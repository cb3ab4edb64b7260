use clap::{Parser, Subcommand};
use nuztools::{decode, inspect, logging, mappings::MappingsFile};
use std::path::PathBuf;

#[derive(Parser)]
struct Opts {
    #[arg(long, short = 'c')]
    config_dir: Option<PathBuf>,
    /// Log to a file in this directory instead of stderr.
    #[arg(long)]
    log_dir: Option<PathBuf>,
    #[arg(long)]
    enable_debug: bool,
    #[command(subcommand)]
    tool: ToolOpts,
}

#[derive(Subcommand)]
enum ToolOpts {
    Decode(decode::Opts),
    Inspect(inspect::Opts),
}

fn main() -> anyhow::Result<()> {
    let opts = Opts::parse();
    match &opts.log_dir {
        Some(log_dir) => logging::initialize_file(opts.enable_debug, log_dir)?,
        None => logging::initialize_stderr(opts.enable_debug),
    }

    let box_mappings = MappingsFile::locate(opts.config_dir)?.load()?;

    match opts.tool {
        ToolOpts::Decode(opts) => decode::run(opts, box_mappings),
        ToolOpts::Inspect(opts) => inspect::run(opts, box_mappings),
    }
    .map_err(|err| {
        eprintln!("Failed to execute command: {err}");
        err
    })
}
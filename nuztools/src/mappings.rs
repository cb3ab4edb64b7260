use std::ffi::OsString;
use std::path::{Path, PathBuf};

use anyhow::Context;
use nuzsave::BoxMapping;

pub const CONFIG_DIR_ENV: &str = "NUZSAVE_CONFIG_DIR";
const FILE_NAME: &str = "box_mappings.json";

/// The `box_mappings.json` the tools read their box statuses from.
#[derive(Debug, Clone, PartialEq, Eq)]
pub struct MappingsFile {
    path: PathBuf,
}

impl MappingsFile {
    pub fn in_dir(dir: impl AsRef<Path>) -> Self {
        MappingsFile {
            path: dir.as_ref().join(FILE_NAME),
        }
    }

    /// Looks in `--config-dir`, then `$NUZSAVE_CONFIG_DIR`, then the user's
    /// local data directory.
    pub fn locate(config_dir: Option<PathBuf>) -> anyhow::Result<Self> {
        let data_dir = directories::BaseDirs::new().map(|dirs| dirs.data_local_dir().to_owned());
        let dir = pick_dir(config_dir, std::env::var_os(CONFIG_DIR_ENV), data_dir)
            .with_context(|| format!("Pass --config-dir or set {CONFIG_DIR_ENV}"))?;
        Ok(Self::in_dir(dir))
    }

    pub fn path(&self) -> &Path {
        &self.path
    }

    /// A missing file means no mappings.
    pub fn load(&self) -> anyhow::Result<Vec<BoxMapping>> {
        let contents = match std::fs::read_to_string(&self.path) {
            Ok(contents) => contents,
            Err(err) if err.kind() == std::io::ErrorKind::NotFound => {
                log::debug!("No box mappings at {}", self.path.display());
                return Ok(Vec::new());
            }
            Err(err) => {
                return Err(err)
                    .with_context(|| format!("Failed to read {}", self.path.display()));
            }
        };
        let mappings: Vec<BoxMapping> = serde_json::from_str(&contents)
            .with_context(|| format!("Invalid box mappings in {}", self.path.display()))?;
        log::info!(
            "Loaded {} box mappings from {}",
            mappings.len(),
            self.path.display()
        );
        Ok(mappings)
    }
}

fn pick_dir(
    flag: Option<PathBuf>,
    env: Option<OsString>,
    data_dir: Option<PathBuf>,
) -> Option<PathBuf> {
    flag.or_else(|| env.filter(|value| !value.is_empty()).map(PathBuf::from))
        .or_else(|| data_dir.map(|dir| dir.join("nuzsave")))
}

TASK STATEMENT ▸ Copy each line from the entries above that has the word "directory" in it.

TASK ANSWER ▸
    /// Log to a file in this directory instead of stderr.
    /// local data directory.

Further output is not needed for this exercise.